Histology confirmed the preoperative diagnosis, with parathyroid adenomas weighing 2.6, 2.9, and 3.7 g, respectively. Posterior revisions confirmed a satisfactory evolution and the cure of the disease.

Discussion

Endoscopic parathyroid surgery has not reached a wide spread among endocrine surgeons [1]. Modern selective open approaches to hyperparathyroidism have diminished surgical aggressiveness and, for many surgeons, endoscopic accesses represent an unnecessarily accomplished approach.

Nevertheless, there is a group of patients who can clearly obtain benefits from an endoscopic approach.

Mediastinal parathyroid adenomas are uncommon and can usually be removed by an open cervical approach [2]. However, great incisions and extensive dissection are frequently required for gland identification and removal as gland allocation may be deep. Sternotomy and thoracotomy have been used likewise to remove these glands when a deeper localization or higher gland weigh was found [36].

Along last 20 years, diverse approaches have been proposed for mediastinal parathyroid gland adenomas, but cervical pure endoscopic approach has been rarely described [7] and details about a reproducible surgical technique for posterior mediastinum adenomas remain, to our best knowledge, undescribed.

Most of published papers focusing on this entity postulate open cervical or thoracoscopic approach, with a preferred use, in general, for the last one [1016].

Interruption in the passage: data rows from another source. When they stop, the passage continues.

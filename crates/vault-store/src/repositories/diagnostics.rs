//! Diagnostics repository — privacy-allowlisted aggregates.
//!
//! Everything here may leave the vault through a diagnostics report, so the
//! queries touch only `schema_meta`, `ingestion_runs`, and `raw_artifacts`
//! (plus SQLite's own pragmas). Never messages, never threads, never titles,
//! never filenames. Run error messages are reduced to their error code and a
//! path-redacted tail before they leave this module.

use rusqlite::{params, Connection};
use serde::Serialize;

use vault_core::{redact_paths, ErrorCode, Result};

use crate::migrations;

/// Run counts by lifecycle status.
#[derive(Debug, Clone, Serialize)]
pub struct RunsSummary {
    pub total: i64,
    pub running: i64,
    pub complete: i64,
    pub failed: i64,
}

/// One recent run, stripped to allowlisted fields.
#[derive(Debug, Clone, Serialize)]
pub struct RecentRun {
    pub id: i64,
    pub provider: String,
    pub status: String,
    pub started_at: String,
    pub completed_at: Option<String>,
    #[serde(skip_serializing_if = "Option::is_none")]
    pub error_code: Option<ErrorCode>,
    #[serde(skip_serializing_if = "Option::is_none")]
    pub error_message: Option<String>,
}

/// Artifact counts and bytes grouped by provider and type.
#[derive(Debug, Clone, Serialize)]
pub struct ArtifactBreakdown {
    pub provider: String,
    #[serde(rename = "type")]
    pub artifact_type: String,
    pub count: i64,
    pub total_bytes: i64,
}

/// Diagnostics repository — stateless, every method takes `&Connection`.
pub struct DiagnosticsRepo;

impl DiagnosticsRepo {
    /// Applied schema version (0 on a virgin database).
    pub fn schema_version(conn: &Connection) -> Result<u32> {
        migrations::current_version(conn)
    }

    /// Whether the FTS table and all three triggers are present.
    pub fn fts_enabled(conn: &Connection) -> Result<bool> {
        let table: i64 = conn.query_row(
            "SELECT COUNT(*) FROM sqlite_master
             WHERE type = 'table' AND name = 'messages_fts'",
            [],
            |row| row.get(0),
        )?;
        let triggers: i64 = conn.query_row(
            "SELECT COUNT(*) FROM sqlite_master
             WHERE type = 'trigger' AND name IN
                 ('messages_fts_insert', 'messages_fts_delete', 'messages_fts_update')",
            [],
            |row| row.get(0),
        )?;
        Ok(table == 1 && triggers == 3)
    }

    /// Total bytes across all stored artifacts.
    pub fn artifacts_total_bytes(conn: &Connection) -> Result<i64> {
        let total = conn.query_row(
            "SELECT COALESCE(SUM(size_bytes), 0) FROM raw_artifacts",
            [],
            |row| row.get(0),
        )?;
        Ok(total)
    }

    /// Artifact counts and bytes grouped by (provider, type).
    pub fn artifact_breakdown(conn: &Connection) -> Result<Vec<ArtifactBreakdown>> {
        let mut stmt = conn.prepare(
            "SELECT provider, artifact_type, COUNT(*), COALESCE(SUM(size_bytes), 0)
             FROM raw_artifacts
             GROUP BY provider, artifact_type
             ORDER BY provider, artifact_type",
        )?;
        let rows = stmt
            .query_map([], |row| {
                Ok(ArtifactBreakdown {
                    provider: row.get(0)?,
                    artifact_type: row.get(1)?,
                    count: row.get(2)?,
                    total_bytes: row.get(3)?,
                })
            })?
            .collect::<std::result::Result<Vec<_>, _>>()?;
        Ok(rows)
    }

    pub fn runs_summary(conn: &Connection) -> Result<RunsSummary> {
        let (total, running, complete, failed) = conn.query_row(
            "SELECT COUNT(*),
                    COALESCE(SUM(status = 'running'), 0),
                    COALESCE(SUM(status = 'complete'), 0),
                    COALESCE(SUM(status = 'failed'), 0)
             FROM ingestion_runs",
            [],
            |row| Ok((row.get(0)?, row.get(1)?, row.get(2)?, row.get(3)?)),
        )?;
        Ok(RunsSummary {
            total,
            running,
            complete,
            failed,
        })
    }

    /// Most recent runs with error messages reduced to code + redacted tail.
    pub fn recent_runs(conn: &Connection, limit: i64) -> Result<Vec<RecentRun>> {
        let mut stmt = conn.prepare(
            "SELECT id, provider, status, started_at, completed_at, error_message
             FROM ingestion_runs ORDER BY id DESC LIMIT ?1",
        )?;
        let rows = stmt
            .query_map(params![limit], |row| {
                let raw_error: Option<String> = row.get(5)?;
                Ok(RecentRun {
                    id: row.get(0)?,
                    provider: row.get(1)?,
                    status: row.get(2)?,
                    started_at: row.get(3)?,
                    completed_at: row.get(4)?,
                    error_code: raw_error.as_deref().map(ErrorCode::from_message),
                    error_message: raw_error.as_deref().map(redact_paths),
                })
            })?
            .collect::<std::result::Result<Vec<_>, _>>()?;
        Ok(rows)
    }

    /// `PRAGMA integrity_check` — "ok" on a healthy database.
    pub fn integrity_check(conn: &Connection) -> Result<String> {
        let verdict = conn.query_row("PRAGMA integrity_check", [], |row| row.get(0))?;
        Ok(verdict)
    }
}

// ─────────────────────────────────────────────────────────────────────────────
// Tests
// ─────────────────────────────────────────────────────────────────────────────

We had operated several anterior mediastinum parathyroid adenomas localized more than 6–7 cm from the sternal knot by means of endoscopic or video-assisted mediastinoscopy techniques. This previous experience encouraged us to adapt the endoscopic technique to posterior mediastinum.

The need for radioguided surgery and intraoperative parathyroid hormone monitoring has been advocated to assure good results with these minimally invasive approaches [1721]. However, if preoperative localization is undoubted (Tc-99 m-MIBI dual-phase scintigraphy with SPECT/CT) and gland size is not very small, it may not be necessary.

Robotic techniques have been also postulated, and transthoracic approach is the preferred one. In spite of good results reported with these techniques, its use has not been widely spread, probably due to its more recent development, the lack of wide availability and its higher costs [2326]. Besides, these techniques have the issue of longer operative times, usually larger than one and a half hour.

Possible limits for the described approach could be both small and very large adenomas. In our experience, most of superior parathyroid adenomas migrated to posterior planes of the neck and mediastinum have a considerable size. Besides, posterior mediastinum has an advantage when compared to anterior mediastinum, which is its virtually lack of fat tissue, even in obese patients, unlike anterior mediastinum, as we have seen in patients we have treated by means of both endoscopic anterior and posterior mediastinum approaches. If during surgery we were not able to find the adenoma, the guidance of an intraoperative oral endoscopic ultrasonography could be helpful. At this point, it is necessary to remark the relevance of a preoperative perfect knowledge of adenoma characteristics and location by means of Tc-99 m-MIBI dual-phase scintigraphy with SPECT/CT imaging.

However, may be that adenomas about 1 cm or less could be very hard to find. Probably, deep adenomas less than 1 cm may not be suitable for this approach, and radioguided VATS could be the best option. On the other hand, due to the narrow surgical field we can get, adenomas larger than 3–4 cm in transverse diameter probably could be very difficult to handle by means of the described approach, so perhaps VATS could be also the best option for these patients.

The cervical pure endoscopic approach proposed in this paper has shown, in our experience, a high feasibility and short surgical time, with excellent postoperative results regarding to patient comfort, length of stay and disease cure, offering besides a very reasonable proceeding costs.